_REQUIRED WORK_: Which of the lines below include "drawing"? Each one should be copied out.
_ _ _ _ _
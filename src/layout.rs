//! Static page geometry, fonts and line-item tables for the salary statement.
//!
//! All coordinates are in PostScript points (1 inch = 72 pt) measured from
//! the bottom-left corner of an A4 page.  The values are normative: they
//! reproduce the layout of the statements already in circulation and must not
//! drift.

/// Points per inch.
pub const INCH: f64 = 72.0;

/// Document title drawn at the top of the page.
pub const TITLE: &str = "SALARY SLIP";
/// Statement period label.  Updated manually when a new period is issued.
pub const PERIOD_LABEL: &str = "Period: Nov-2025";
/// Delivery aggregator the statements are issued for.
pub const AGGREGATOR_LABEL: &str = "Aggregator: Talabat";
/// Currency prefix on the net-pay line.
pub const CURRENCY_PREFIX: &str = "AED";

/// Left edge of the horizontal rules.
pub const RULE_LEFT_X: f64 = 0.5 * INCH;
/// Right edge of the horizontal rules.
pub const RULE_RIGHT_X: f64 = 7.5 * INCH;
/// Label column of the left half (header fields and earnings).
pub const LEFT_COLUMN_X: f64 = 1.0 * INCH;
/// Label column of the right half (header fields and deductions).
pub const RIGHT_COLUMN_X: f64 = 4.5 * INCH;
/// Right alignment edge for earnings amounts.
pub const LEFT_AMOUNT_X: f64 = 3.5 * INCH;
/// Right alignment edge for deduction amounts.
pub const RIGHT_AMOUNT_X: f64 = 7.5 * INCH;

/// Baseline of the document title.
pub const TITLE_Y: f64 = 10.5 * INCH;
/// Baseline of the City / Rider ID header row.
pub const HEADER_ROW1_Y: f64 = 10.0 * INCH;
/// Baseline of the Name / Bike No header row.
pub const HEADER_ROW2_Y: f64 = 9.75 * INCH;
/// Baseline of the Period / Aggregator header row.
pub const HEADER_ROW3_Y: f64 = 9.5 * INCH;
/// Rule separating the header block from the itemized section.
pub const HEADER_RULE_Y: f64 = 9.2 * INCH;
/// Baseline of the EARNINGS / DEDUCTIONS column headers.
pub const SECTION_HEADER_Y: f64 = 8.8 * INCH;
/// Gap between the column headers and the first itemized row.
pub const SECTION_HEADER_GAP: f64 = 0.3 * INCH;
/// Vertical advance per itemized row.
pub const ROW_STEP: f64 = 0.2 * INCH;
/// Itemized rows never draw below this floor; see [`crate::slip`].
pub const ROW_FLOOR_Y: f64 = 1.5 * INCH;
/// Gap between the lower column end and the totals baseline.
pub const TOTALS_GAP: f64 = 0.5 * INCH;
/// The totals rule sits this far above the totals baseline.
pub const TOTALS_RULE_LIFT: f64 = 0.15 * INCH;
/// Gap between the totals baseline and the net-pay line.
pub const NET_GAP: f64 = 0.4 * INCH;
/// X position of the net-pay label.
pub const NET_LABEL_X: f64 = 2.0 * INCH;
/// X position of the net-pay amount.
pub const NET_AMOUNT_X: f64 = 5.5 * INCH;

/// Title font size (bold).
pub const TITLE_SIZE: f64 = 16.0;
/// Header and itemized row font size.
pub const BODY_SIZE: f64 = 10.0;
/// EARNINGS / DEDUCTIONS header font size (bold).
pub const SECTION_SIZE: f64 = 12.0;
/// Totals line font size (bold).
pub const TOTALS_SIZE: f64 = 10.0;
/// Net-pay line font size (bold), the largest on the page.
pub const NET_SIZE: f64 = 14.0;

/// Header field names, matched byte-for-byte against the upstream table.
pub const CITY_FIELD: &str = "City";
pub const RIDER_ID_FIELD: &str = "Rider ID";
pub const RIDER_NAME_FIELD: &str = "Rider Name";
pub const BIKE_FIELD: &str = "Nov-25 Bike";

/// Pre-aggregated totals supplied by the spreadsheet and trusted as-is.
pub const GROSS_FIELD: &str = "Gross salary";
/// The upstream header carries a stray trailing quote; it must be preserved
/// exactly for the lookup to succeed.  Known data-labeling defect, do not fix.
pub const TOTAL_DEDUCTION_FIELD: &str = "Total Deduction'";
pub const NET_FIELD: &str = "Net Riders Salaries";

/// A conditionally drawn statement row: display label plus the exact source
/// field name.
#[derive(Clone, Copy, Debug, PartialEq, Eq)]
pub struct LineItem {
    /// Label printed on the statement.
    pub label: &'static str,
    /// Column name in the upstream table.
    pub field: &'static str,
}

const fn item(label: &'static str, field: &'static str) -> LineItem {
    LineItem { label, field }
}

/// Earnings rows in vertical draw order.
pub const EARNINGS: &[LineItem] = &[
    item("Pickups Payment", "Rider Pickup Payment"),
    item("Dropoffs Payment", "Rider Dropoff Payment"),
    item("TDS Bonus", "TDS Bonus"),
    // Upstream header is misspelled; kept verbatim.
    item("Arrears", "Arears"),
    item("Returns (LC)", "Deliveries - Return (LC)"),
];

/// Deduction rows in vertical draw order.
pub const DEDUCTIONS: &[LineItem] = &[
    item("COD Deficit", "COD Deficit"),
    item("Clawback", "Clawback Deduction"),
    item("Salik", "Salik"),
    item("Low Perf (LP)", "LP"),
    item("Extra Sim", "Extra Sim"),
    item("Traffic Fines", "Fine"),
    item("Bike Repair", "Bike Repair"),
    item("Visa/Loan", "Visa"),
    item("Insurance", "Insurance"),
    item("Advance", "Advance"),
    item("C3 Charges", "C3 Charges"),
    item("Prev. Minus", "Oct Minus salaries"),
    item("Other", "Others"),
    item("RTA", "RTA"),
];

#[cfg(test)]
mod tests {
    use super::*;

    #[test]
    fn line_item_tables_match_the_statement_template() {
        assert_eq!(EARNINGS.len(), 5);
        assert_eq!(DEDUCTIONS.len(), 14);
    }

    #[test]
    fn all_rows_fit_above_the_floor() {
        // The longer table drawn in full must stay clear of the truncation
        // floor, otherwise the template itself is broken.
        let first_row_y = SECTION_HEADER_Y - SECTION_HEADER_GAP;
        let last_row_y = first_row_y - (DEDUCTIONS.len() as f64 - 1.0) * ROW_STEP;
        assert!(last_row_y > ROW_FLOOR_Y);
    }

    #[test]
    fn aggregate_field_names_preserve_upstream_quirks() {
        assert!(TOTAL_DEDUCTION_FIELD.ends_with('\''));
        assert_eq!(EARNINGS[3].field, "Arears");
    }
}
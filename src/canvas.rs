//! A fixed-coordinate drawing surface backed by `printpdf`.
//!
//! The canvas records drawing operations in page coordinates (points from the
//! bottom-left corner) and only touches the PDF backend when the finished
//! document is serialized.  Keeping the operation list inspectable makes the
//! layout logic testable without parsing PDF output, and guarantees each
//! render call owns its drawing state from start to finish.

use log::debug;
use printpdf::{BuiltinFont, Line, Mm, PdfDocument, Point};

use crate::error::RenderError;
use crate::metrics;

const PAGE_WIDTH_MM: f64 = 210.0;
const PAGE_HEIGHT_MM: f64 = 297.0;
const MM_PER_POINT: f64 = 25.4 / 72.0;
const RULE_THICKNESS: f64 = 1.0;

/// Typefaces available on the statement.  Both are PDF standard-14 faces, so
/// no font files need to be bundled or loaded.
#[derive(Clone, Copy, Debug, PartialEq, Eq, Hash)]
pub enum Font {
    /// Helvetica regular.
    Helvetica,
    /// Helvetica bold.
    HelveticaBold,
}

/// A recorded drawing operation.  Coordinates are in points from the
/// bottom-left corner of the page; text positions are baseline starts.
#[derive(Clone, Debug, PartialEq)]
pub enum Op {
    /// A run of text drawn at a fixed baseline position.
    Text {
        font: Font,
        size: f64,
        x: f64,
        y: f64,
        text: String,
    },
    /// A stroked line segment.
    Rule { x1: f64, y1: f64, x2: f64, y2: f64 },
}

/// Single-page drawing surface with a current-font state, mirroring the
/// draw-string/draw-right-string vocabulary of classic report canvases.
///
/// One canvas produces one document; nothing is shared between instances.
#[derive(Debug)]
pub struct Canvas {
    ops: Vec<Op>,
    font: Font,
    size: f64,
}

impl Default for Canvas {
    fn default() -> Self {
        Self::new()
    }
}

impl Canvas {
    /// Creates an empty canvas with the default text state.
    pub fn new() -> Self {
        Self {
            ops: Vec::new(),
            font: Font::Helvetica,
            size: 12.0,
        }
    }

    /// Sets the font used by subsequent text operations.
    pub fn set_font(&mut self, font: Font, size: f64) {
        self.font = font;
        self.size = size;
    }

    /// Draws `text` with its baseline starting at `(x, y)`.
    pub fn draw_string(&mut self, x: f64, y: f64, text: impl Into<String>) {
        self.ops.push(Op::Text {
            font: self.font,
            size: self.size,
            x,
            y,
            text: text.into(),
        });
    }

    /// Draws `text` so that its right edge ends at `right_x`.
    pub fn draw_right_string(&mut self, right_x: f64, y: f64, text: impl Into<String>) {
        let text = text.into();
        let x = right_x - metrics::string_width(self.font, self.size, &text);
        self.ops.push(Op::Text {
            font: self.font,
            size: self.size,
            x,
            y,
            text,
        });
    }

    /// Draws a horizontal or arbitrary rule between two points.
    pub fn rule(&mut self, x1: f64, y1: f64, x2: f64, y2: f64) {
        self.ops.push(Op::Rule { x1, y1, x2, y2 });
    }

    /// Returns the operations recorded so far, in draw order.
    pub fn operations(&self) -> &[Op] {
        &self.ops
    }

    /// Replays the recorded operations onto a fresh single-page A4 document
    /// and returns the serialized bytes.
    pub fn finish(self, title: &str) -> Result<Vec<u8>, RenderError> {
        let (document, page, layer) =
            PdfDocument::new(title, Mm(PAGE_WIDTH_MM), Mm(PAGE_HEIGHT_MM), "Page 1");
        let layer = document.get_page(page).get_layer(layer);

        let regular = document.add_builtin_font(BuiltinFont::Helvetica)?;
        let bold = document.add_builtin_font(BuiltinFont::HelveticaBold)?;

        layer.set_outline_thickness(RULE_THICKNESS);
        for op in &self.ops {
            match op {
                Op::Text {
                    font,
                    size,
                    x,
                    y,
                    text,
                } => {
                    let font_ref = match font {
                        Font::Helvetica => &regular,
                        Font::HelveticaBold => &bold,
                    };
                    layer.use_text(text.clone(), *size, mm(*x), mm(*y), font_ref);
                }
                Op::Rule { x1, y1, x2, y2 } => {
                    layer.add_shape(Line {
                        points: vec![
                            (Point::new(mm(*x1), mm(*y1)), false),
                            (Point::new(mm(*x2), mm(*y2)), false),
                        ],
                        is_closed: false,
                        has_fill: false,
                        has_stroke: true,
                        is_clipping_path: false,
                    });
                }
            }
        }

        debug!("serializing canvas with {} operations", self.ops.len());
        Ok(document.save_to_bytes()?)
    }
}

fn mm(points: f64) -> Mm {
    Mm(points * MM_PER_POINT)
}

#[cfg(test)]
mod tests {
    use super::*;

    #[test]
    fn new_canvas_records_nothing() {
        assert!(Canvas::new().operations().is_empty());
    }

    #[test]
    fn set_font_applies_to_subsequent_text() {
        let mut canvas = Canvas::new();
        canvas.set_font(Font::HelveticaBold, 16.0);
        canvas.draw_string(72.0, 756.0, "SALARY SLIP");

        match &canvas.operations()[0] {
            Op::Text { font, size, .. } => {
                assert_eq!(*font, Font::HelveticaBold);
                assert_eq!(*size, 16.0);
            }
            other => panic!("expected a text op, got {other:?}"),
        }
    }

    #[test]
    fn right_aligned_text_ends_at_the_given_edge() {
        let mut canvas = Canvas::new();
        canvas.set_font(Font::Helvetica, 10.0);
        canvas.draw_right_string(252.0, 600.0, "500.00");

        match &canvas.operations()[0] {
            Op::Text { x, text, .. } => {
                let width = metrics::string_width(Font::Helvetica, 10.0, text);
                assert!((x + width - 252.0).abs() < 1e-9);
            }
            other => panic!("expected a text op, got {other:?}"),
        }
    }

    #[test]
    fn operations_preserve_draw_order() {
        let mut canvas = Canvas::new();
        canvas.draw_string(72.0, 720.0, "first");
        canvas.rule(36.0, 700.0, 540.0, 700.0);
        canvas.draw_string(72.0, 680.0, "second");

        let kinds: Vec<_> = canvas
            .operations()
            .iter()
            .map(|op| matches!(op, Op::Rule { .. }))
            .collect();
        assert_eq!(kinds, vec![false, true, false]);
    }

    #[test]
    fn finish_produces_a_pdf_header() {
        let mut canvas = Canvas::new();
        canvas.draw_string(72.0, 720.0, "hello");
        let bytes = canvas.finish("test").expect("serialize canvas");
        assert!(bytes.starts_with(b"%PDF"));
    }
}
_ _ _ _ _
_TASK RESULT_:
//! A fixed-coordinate drawing surface backed by `printpdf`.
//! The canvas records drawing operations in page coordinates (points from the
//! render call owns its drawing state from start to finish.
/// A recorded drawing operation.  Coordinates are in points from the
/// Single-page drawing surface with a current-font state, mirroring the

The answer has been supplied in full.